Q1. 棚卸資産についてお聞きします。3月末から6月末にかけて155億円増えておりますが、その内訳としてどういった製品が増えたのかについて教えてください。
A1. 在庫につきましては、円安為替の影響もございますので、前年末から見ますと100億円強くらいの増加となっております。主に、スマートフォン市場向けの2Q以降の販売増を見込んでSAWや二次電池の在庫を積み増しております。
Q2. アメリカのテクノロジーの会社を中心に少しマクロ景気の影響を受けてスローダウンしているという声が聞こえてきます。また、半導体製造装置メーカーもガイダンスを下げていますので、少しそういった産業機器向けのところがスローダウンしているのではないかという懸念が今出ていると思うのですが、各市場の影響についてお聞かせください。

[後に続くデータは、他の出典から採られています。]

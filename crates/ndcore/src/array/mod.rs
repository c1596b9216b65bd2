//! The `Array` type: a shape header over a shared, row-major `f64` buffer.
//!
//! Several headers may point at the same buffer. `reshape` (same element
//! count), `reshape_unsafe` (shrinking), `view`, `atleast_2d` and `atleast_3d`
//! hand out such aliases, so writing through one of them is visible through the
//! others. Everything else allocates. `Clone` is a deep copy.
mod construct;
mod display;
mod index;

use std::cell::{Ref, RefCell, RefMut};
use std::rc::Rc;

use crate::config::Tolerances;
use crate::error::{NdError, Result};
use crate::math::{approx_eq_slice, shape_eq, size_of_shape};

pub struct Array {
    shape: Vec<usize>,
    // invariant: len == size_of_shape(&shape), except right after push_eles
    buf: Rc<RefCell<Vec<f64>>>,
    // this header sees buf[..len]
    len: usize,
}

impl Array {
    /// Wrap an owned buffer. The caller guarantees the length matches `shape`.
    pub(crate) fn from_parts(shape: Vec<usize>, data: Vec<f64>) -> Self {
        debug_assert_eq!(data.len(), size_of_shape(&shape));
        let len = data.len();
        Array {
            shape,
            buf: Rc::new(RefCell::new(data)),
            len,
        }
    }

    /// New header over the same buffer.
    fn alias(&self, shape: Vec<usize>, len: usize) -> Self {
        Array {
            shape,
            buf: Rc::clone(&self.buf),
            len,
        }
    }

    pub(crate) fn data(&self) -> Ref<'_, [f64]> {
        let len = self.len;
        Ref::map(self.buf.borrow(), move |v| &v[..len])
    }

    pub(crate) fn data_mut(&mut self) -> RefMut<'_, [f64]> {
        let len = self.len;
        RefMut::map(self.buf.borrow_mut(), move |v| &mut v[..len])
    }

    pub fn shape(&self) -> &[usize] {
        &self.shape
    }

    /// Number of dimensions.
    pub fn ndim(&self) -> usize {
        self.shape.len()
    }

    /// Number of elements visible through this header.
    pub fn size(&self) -> usize {
        self.len
    }

    pub fn is_empty(&self) -> bool {
        self.shape.is_empty() || self.len == 0
    }

    pub fn rows(&self) -> Result<usize> {
        self.require_rank("rows", 2)?;
        Ok(self.shape[0])
    }

    pub fn cols(&self) -> Result<usize> {
        self.require_rank("cols", 2)?;
        Ok(self.shape[1])
    }

    pub(crate) fn require_rank(&self, op: &'static str, rank: usize) -> Result<()> {
        if self.ndim() == rank {
            Ok(())
        } else {
            Err(NdError::shape(op, format!("rank {}", rank), &self.shape))
        }
    }

    /// Shape of a rank-2 array as `(rows, cols)`.
    pub(crate) fn dims2(&self, op: &'static str) -> Result<(usize, usize)> {
        self.require_rank(op, 2)?;
        Ok((self.shape[0], self.shape[1]))
    }

    /// Copy of the visible elements in row-major order.
    pub fn to_vec(&self) -> Vec<f64> {
        self.data().to_vec()
    }

    /// Run `f` over the visible elements without copying them.
    pub fn with_values<R>(&self, f: impl FnOnce(&[f64]) -> R) -> R {
        f(&self.data())
    }

    /// Iterate over a snapshot of the elements.
    pub fn iter(&self) -> std::vec::IntoIter<f64> {
        self.to_vec().into_iter()
    }

    /// Whether both headers point at the same buffer.
    pub fn shares_buffer(&self, other: &Array) -> bool {
        Rc::ptr_eq(&self.buf, &other.buf)
    }

    /// Header with the same shape over the same buffer.
    pub fn view(&self) -> Array {
        self.alias(self.shape.clone(), self.len)
    }

    /// Reinterpret the elements under `new_shape`.
    ///
    /// The element count must not change. The result shares this array's
    /// buffer, so it is a view and not a copy: writes through either header
    /// show up in both.
    pub fn reshape(&self, new_shape: &[usize]) -> Result<Array> {
        let n = size_of_shape(new_shape);
        if n != self.len {
            return Err(NdError::shape(
                "reshape",
                format!("a shape holding {} elements", self.len),
                new_shape,
            ));
        }
        Ok(self.alias(new_shape.to_vec(), n))
    }

    /// Reshape without the element-count check.
    ///
    /// Shrinking returns a view over the leading elements. Growing allocates a
    /// new buffer holding the current elements followed by zeros.
    pub fn reshape_unsafe(&self, new_shape: &[usize]) -> Array {
        let n = size_of_shape(new_shape);
        if n <= self.len {
            return self.alias(new_shape.to_vec(), n);
        }
        let mut data = vec![0.0; n];
        data[..self.len].copy_from_slice(&self.data());
        Array::from_parts(new_shape.to_vec(), data)
    }

    /// Transpose of a matrix; `r[j, i] = a[i, j]`.
    pub fn t(&self) -> Result<Array> {
        let (rows, cols) = self.dims2("transpose")?;
        let src = self.data();
        let mut data = Vec::with_capacity(src.len());
        for c in 0..cols {
            for r in 0..rows {
                data.push(src[r * cols + c]);
            }
        }
        Ok(Array::from_parts(vec![cols, rows], data))
    }

    /// Same shape and every element within `1e-5`.
    pub fn equals(&self, other: &Array) -> bool {
        self.equals_with(other, &Tolerances::default())
    }

    /// `equals` under the `equality` threshold of `tol`.
    pub fn equals_with(&self, other: &Array, tol: &Tolerances) -> bool {
        self.approx_eq(other, tol.equality)
    }

    pub fn approx_eq(&self, other: &Array, tol: f64) -> bool {
        shape_eq(&self.shape, &other.shape) && approx_eq_slice(&self.data(), &other.data(), tol)
    }
}

impl Clone for Array {
    /// Deep copy into a fresh buffer.
    fn clone(&self) -> Self {
        Array::from_parts(self.shape.clone(), self.to_vec())
    }
}

/// Exact comparison of shape and values, so NaN never equals itself. Use
/// `equals` or `approx_eq` for the tolerance comparison.
impl PartialEq for Array {
    fn eq(&self, other: &Self) -> bool {
        shape_eq(&self.shape, &other.shape) && *self.data() == *other.data()
    }
}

A2. 産機関係は若干弱含みで今後推移する可能性もあると思いますが、ICTに関しては、これから米系顧客の新製品が立ち上がってきますので、その分の上乗せが見込める状況でございます。中国はお客様によってそれぞれ状況は若干異なりますが、全体的に見れば今のところ受注状況に大きな変化はございません。自動車関係はエコカー含めて日本の方は生産が伸び悩んでおりますが、ADAS関係で部品の員数は増えていますので、自動車市場向けも受注状況に今のところ変化はございません。強い製品は更に引き合いが来ておりますので、増産を含めて対応してまいります。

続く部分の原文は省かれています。